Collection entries

=-=-=

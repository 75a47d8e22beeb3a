//! 네트워크 없이 동작하는 데이터 제공자와 브로커.
//!
//! # 예제
//!
//! ```ignore
//! use trader_exchange::simulated::{InMemoryMarketData, PaperBroker};
//!
//! let data = InMemoryMarketData::new()
//!     .with_series("AAPL", series)
//!     .with_ratios("AAPL", FundamentalSnapshot::new(Some(dec!(28)), Some(dec!(45))));
//! let broker = PaperBroker::new().with_position("AAPL", dec!(10));
//! ```

mod in_memory;
mod paper;

pub use in_memory::InMemoryMarketData;
pub use paper::PaperBroker;
//! 주문 실행.
//!
//! 이 crate는 매매 신호를 브로커 주문으로 바꾸는 `OrderPlacer`를 제공합니다.
//!
//! # 예제
//!
//! ```rust,ignore
//! use std::sync::Arc;
//! use trader_execution::OrderPlacer;
//! use trader_exchange::AlpacaClient;
//!
//! let broker = Arc::new(AlpacaClient::from_env()?);
//! let placer = OrderPlacer::from_config(broker, &config.execution);
//! for decision in placer.place_all(&report.signals).await {
//!     println!("{}", decision);
//! }
//! ```

pub mod placer;

pub use placer::{OrderPlacer, PlacementSummary, DEFAULT_ORDER_QUANTITY};
//! 거래소/데이터 제공자 에러 타입.

use thiserror::Error;
use trader_core::{OrderError, ProviderError};

/// 외부 API 연동 에러.
#[derive(Debug, Error)]
pub enum ExchangeError {
    /// 네트워크/연결 에러
    #[error("Network error: {0}")]
    NetworkError(String),

    /// 인증/권한 에러
    #[error("Unauthorized: {0}")]
    Unauthorized(String),

    /// 요청 한도 초과
    #[error("Rate limit exceeded")]
    RateLimited,

    /// API 에러 코드
    #[error("API error {code}: {message}")]
    ApiError { code: i32, message: String },

    /// 파싱/역직렬화 에러
    #[error("Parse error: {0}")]
    ParseError(String),

    /// 심볼을 찾을 수 없음
    #[error("Symbol not found: {0}")]
    SymbolNotFound(String),

    /// 주문 거부됨
    #[error("Order rejected: {0}")]
    OrderRejected(String),

    /// 타임아웃
    #[error("Request timeout: {0}")]
    Timeout(String),

    /// 설정 누락
    #[error("Missing configuration: {0}")]
    MissingConfig(String),
}

impl ExchangeError {
    /// 재시도 가능한 에러인지 확인.
    pub fn is_retryable(&self) -> bool {
        matches!(
            self,
            ExchangeError::NetworkError(_) | ExchangeError::RateLimited | ExchangeError::Timeout(_)
        )
    }

    /// 인증 에러인지 확인.
    pub fn is_auth_error(&self) -> bool {
        matches!(self, ExchangeError::Unauthorized(_))
    }
}

impl From<reqwest::Error> for ExchangeError {
    fn from(err: reqwest::Error) -> Self {
        if err.is_timeout() {
            ExchangeError::Timeout(err.to_string())
        } else if err.is_connect() {
            ExchangeError::NetworkError(err.to_string())
        } else if err.is_decode() {
            ExchangeError::ParseError(err.to_string())
        } else {
            ExchangeError::NetworkError(err.to_string())
        }
    }
}

impl From<serde_json::Error> for ExchangeError {
    fn from(err: serde_json::Error) -> Self {
        ExchangeError::ParseError(err.to_string())
    }
}

impl From<ExchangeError> for ProviderError {
    fn from(err: ExchangeError) -> Self {
        match err {
            ExchangeError::NetworkError(_)
            | ExchangeError::RateLimited
            | ExchangeError::Timeout(_) => ProviderError::Transient(err.to_string()),
            ExchangeError::Unauthorized(msg) => ProviderError::Authentication(msg),
            ExchangeError::ParseError(msg) => ProviderError::Parse(msg),
            ExchangeError::SymbolNotFound(msg) => ProviderError::DataUnavailable(msg),
            other => ProviderError::Other(other.to_string()),
        }
    }
}

impl From<ExchangeError> for OrderError {
    fn from(err: ExchangeError) -> Self {
        match err {
            ExchangeError::OrderRejected(msg) => OrderError::Rejected(msg),
            other => OrderError::Provider(other.into()),
        }
    }
}

/// 거래소 작업을 위한 Result 타입.
pub type ExchangeResult<T> = Result<T, ExchangeError>;
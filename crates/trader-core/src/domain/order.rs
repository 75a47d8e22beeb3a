//! 주문 타입.
//!
//! 이 모듈은 브로커에 제출하는 주문 관련 타입을 정의합니다:
//! - `Side` - 주문 방향 (매수/매도)
//! - `OrderType` - 주문 유형
//! - `TimeInForce` - 주문 유효 기간
//! - `OrderRequest` - 주문 요청
//! - `OrderResult` - 브로커가 접수한 주문
//! - `OrderDecision` - 주문 배치 결과 (제출, 거부, 모의 실행)

use crate::types::{Price, Quantity, Symbol};
use serde::{Deserialize, Serialize};
use std::fmt;
use std::str::FromStr;
use uuid::Uuid;

/// 주문 방향 (매수 또는 매도).
#[derive(Debug, Clone, Copy, PartialEq, Eq, Hash, Serialize, Deserialize)]
#[serde(rename_all = "lowercase")]
pub enum Side {
    /// 매수
    Buy,
    /// 매도
    Sell,
}

impl Side {
    /// 브로커 API에서 사용하는 소문자 표기.
    pub fn as_str(&self) -> &'static str {
        match self {
            Side::Buy => "buy",
            Side::Sell => "sell",
        }
    }
}

impl fmt::Display for Side {
    fn fmt(&self, f: &mut fmt::Formatter<'_>) -> fmt::Result {
        match self {
            Side::Buy => write!(f, "BUY"),
            Side::Sell => write!(f, "SELL"),
        }
    }
}

/// 주문 유형.
#[derive(Debug, Clone, Copy, PartialEq, Eq, Serialize, Deserialize)]
#[serde(rename_all = "snake_case")]
pub enum OrderType {
    /// 시장가 주문
    Market,
    /// 지정가 주문
    Limit,
}

impl OrderType {
    pub fn as_str(&self) -> &'static str {
        match self {
            OrderType::Market => "market",
            OrderType::Limit => "limit",
        }
    }
}

/// 주문 유효 기간.
#[derive(Debug, Clone, Copy, PartialEq, Eq, Serialize, Deserialize)]
#[serde(rename_all = "lowercase")]
pub enum TimeInForce {
    /// 당일 유효
    Day,
    /// 취소될 때까지 유효 (Good Till Cancelled)
    Gtc,
    /// 즉시 체결 또는 취소 (Immediate Or Cancel)
    Ioc,
    /// 전량 체결 또는 취소 (Fill Or Kill)
    Fok,
}

impl TimeInForce {
    pub fn as_str(&self) -> &'static str {
        match self {
            TimeInForce::Day => "day",
            TimeInForce::Gtc => "gtc",
            TimeInForce::Ioc => "ioc",
            TimeInForce::Fok => "fok",
        }
    }
}

impl Default for TimeInForce {
    fn default() -> Self {
        Self::Gtc
    }
}

impl FromStr for TimeInForce {
    type Err = String;

    fn from_str(s: &str) -> Result<Self, Self::Err> {
        match s.to_lowercase().as_str() {
            "day" => Ok(Self::Day),
            "gtc" => Ok(Self::Gtc),
            "ioc" => Ok(Self::Ioc),
            "fok" => Ok(Self::Fok),
            _ => Err(format!("Unknown time in force: {}", s)),
        }
    }
}

/// 새 주문 생성을 위한 주문 요청.
#[derive(Debug, Clone, PartialEq, Eq, Serialize, Deserialize)]
pub struct OrderRequest {
    /// 종목
    pub symbol: Symbol,
    /// 주문 수량
    pub quantity: Quantity,
    /// 주문 방향
    pub side: Side,
    /// 주문 유형
    pub order_type: OrderType,
    /// 주문 유효 기간
    pub time_in_force: TimeInForce,
    /// 지정가 (지정가 주문에만 사용)
    #[serde(skip_serializing_if = "Option::is_none")]
    pub limit_price: Option<Price>,
    /// 클라이언트 주문 ID
    pub client_order_id: String,
}

impl OrderRequest {
    /// 시장가 주문을 생성합니다.
    pub fn market(
        symbol: Symbol,
        quantity: Quantity,
        side: Side,
        time_in_force: TimeInForce,
    ) -> Self {
        Self {
            symbol,
            quantity,
            side,
            order_type: OrderType::Market,
            time_in_force,
            limit_price: None,
            client_order_id: Uuid::new_v4().to_string(),
        }
    }
}

/// 브로커 측 주문 상태.
#[derive(Debug, Clone, PartialEq, Eq, Serialize, Deserialize)]
#[serde(rename_all = "snake_case")]
pub enum OrderStatus {
    /// 접수됨
    Accepted,
    /// 전량 체결
    Filled,
    /// 부분 체결
    PartiallyFilled,
    /// 브로커 고유 상태 문자열
    Other(String),
}

impl OrderStatus {
    /// 브로커가 반환한 상태 문자열을 해석합니다.
    pub fn from_broker(status: &str) -> Self {
        match status {
            "new" | "accepted" | "pending_new" => OrderStatus::Accepted,
            "filled" => OrderStatus::Filled,
            "partially_filled" => OrderStatus::PartiallyFilled,
            other => OrderStatus::Other(other.to_string()),
        }
    }
}

/// 브로커가 접수한 주문.
#[derive(Debug, Clone, PartialEq, Eq, Serialize, Deserialize)]
pub struct OrderResult {
    /// 브로커 주문 ID
    pub order_id: String,
    /// 클라이언트 주문 ID
    pub client_order_id: String,
    pub symbol: Symbol,
    pub side: Side,
    pub quantity: Quantity,
    pub status: OrderStatus,
}

/// 주문 거부 사유.
#[derive(Debug, Clone, PartialEq, Eq, Serialize, Deserialize)]
#[serde(rename_all = "snake_case", tag = "kind")]
pub enum RejectReason {
    /// 보유 수량 부족으로 매도 불가
    InsufficientShares { held: Quantity, requested: Quantity },
    /// 포지션 조회 실패로 매도 가능 여부를 판단할 수 없음
    PositionLookupFailed { message: String },
    /// 브로커가 주문을 거부하거나 제출에 실패함
    Broker { message: String },
}

impl fmt::Display for RejectReason {
    fn fmt(&self, f: &mut fmt::Formatter<'_>) -> fmt::Result {
        match self {
            RejectReason::InsufficientShares { held, requested } => write!(
                f,
                "Insufficient shares: held {}, requested {}",
                held, requested
            ),
            RejectReason::PositionLookupFailed { message } => {
                write!(f, "Position lookup failed: {}", message)
            }
            RejectReason::Broker { message } => write!(f, "Broker rejected order: {}", message),
        }
    }
}

/// 신호 하나에 대한 주문 배치 결과.
#[derive(Debug, Clone, PartialEq, Eq, Serialize, Deserialize)]
#[serde(rename_all = "snake_case", tag = "outcome")]
pub enum OrderDecision {
    /// 브로커에 제출됨
    Submitted { result: OrderResult },
    /// 제출 전 또는 제출 중 거부됨
    Rejected {
        request: OrderRequest,
        reason: RejectReason,
    },
    /// 모의 실행 모드: 주문을 만들었지만 제출하지 않음
    DryRun { request: OrderRequest },
}

impl OrderDecision {
    /// 주문 대상 종목.
    pub fn symbol(&self) -> &Symbol {
        match self {
            OrderDecision::Submitted { result } => &result.symbol,
            OrderDecision::Rejected { request, .. } | OrderDecision::DryRun { request } => {
                &request.symbol
            }
        }
    }

    pub fn is_rejected(&self) -> bool {
        matches!(self, OrderDecision::Rejected { .. })
    }
}

impl fmt::Display for OrderDecision {
    fn fmt(&self, f: &mut fmt::Formatter<'_>) -> fmt::Result {
        match self {
            OrderDecision::Submitted { result } => write!(
                f,
                "Placed {} order for {} shares of {} (id={})",
                result.side, result.quantity, result.symbol, result.order_id
            ),
            OrderDecision::Rejected { request, reason } => write!(
                f,
                "Cannot {} {} shares of {}: {}",
                request.side.as_str(),
                request.quantity,
                request.symbol,
                reason
            ),
            OrderDecision::DryRun { request } => write!(
                f,
                "[dry-run] {} order for {} shares of {}",
                request.side, request.quantity, request.symbol
            ),
        }
    }
}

=-=-=

### [Brief]
The answer should be a single number: how many lines of the entries hold "enum".

### [Answer below]
7